# PROBLEM
Given the listing that follows, report all lines in which the string "value" occurs.

# PROVIDED RECORDS

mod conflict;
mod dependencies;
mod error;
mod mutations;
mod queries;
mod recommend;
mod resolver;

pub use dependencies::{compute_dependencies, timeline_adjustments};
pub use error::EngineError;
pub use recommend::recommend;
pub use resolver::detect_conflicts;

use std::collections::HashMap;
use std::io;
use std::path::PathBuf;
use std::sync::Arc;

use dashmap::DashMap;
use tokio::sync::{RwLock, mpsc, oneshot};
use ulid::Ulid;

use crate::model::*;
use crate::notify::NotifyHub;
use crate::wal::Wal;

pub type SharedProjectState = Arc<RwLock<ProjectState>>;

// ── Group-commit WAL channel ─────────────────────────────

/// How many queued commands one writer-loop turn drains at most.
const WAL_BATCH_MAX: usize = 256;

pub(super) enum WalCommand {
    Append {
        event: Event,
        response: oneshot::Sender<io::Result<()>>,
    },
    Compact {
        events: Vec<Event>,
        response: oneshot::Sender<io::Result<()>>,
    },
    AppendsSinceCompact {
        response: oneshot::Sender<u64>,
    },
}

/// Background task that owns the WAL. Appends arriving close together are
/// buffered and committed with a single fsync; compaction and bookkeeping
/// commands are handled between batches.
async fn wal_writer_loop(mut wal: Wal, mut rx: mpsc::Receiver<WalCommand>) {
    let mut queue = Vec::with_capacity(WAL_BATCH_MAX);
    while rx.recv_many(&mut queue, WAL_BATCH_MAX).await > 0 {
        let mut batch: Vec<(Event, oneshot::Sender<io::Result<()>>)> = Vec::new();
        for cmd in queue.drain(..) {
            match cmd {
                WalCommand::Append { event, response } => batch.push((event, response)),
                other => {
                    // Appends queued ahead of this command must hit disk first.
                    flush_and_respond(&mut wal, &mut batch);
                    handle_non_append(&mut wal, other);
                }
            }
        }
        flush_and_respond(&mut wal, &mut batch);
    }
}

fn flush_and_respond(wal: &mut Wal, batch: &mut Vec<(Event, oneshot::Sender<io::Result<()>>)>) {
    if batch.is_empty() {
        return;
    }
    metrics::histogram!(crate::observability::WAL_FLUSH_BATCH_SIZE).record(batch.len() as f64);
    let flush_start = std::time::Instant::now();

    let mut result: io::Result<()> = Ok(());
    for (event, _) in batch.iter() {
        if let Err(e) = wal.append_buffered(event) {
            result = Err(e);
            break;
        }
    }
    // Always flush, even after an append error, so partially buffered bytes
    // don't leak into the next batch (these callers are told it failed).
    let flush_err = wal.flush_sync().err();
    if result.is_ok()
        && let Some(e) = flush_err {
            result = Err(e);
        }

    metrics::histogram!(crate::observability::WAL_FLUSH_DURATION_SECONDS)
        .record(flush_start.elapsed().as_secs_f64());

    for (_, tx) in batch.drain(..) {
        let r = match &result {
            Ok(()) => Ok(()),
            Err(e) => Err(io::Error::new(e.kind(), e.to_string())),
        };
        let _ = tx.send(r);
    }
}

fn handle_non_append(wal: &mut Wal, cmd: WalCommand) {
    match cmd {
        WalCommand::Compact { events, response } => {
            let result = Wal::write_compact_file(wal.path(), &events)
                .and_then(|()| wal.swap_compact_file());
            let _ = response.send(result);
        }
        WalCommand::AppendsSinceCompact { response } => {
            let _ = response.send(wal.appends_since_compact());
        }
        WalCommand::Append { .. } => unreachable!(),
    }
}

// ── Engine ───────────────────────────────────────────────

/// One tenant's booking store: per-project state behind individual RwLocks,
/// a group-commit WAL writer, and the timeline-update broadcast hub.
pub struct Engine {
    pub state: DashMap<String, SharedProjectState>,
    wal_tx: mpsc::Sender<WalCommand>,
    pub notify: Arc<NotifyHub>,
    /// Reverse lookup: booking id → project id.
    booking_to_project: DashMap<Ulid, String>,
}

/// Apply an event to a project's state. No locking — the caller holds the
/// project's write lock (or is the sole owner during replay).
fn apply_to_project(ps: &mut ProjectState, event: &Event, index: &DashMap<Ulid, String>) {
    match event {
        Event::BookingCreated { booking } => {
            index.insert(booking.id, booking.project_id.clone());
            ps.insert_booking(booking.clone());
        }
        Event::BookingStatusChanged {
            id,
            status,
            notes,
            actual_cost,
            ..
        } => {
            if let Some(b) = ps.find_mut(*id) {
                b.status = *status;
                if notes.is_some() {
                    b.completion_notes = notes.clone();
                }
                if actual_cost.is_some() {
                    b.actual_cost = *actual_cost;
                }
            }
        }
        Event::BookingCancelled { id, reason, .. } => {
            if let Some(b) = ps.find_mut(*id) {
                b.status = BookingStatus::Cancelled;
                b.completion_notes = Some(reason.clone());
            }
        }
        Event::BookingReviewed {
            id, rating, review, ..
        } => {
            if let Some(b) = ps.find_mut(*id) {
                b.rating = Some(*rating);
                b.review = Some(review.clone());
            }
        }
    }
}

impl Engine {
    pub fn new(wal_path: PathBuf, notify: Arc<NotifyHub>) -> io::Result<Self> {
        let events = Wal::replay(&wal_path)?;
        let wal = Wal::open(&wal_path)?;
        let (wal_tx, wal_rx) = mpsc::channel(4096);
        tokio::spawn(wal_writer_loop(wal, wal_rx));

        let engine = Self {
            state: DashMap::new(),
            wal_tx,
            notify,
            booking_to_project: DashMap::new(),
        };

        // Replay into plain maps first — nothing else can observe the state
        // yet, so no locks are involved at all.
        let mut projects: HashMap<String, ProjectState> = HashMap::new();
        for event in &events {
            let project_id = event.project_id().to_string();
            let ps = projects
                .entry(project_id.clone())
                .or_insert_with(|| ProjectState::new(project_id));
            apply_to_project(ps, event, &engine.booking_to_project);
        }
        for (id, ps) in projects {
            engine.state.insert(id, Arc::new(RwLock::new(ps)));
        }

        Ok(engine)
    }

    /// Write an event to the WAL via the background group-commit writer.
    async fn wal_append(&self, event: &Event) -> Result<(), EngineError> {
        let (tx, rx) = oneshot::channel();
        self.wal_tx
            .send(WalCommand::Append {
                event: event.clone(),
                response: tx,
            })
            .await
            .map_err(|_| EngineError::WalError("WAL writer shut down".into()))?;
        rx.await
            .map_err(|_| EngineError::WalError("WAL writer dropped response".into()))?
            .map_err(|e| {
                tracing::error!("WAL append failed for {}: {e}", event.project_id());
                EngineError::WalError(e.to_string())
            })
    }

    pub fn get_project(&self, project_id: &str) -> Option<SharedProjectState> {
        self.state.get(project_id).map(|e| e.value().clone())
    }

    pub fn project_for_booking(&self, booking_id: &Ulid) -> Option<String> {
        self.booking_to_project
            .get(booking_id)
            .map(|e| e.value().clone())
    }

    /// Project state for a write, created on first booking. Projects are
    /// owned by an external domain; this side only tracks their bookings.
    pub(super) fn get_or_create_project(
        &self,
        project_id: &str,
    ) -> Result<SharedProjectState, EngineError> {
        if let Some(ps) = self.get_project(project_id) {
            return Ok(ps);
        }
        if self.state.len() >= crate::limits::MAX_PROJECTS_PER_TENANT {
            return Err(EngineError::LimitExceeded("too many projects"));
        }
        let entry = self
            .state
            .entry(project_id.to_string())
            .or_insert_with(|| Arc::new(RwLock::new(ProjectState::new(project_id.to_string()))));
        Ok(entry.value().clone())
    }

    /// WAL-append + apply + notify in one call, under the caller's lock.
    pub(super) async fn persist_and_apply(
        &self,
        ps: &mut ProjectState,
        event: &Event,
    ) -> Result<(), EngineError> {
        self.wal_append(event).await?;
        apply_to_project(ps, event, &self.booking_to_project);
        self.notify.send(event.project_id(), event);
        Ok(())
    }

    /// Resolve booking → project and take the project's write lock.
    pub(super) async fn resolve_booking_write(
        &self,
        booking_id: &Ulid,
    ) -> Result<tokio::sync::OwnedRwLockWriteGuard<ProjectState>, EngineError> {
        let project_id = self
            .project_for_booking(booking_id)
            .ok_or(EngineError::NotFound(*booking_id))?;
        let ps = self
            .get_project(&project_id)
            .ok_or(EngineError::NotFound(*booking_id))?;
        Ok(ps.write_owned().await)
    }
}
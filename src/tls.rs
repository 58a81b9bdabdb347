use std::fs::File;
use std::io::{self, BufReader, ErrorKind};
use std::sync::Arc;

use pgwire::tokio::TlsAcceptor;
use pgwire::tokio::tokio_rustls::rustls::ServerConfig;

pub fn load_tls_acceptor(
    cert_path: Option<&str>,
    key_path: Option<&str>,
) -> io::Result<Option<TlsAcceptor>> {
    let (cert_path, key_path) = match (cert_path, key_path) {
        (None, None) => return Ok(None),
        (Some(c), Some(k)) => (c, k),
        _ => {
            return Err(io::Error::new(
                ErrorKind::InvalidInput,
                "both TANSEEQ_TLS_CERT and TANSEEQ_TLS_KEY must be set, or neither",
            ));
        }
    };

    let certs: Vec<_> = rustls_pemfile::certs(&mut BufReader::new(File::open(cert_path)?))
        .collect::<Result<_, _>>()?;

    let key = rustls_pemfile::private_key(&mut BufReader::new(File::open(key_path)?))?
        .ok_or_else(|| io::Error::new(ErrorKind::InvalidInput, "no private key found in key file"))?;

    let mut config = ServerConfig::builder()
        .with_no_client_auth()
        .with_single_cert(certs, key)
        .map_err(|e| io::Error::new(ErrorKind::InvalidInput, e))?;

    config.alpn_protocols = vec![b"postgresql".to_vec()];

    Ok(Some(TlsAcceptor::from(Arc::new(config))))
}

# SOLUTION FOR THIS PROBLEM
        self.state.get(project_id).map(|e| e.value().clone())
            .map(|e| e.value().clone())
        Ok(entry.value().clone())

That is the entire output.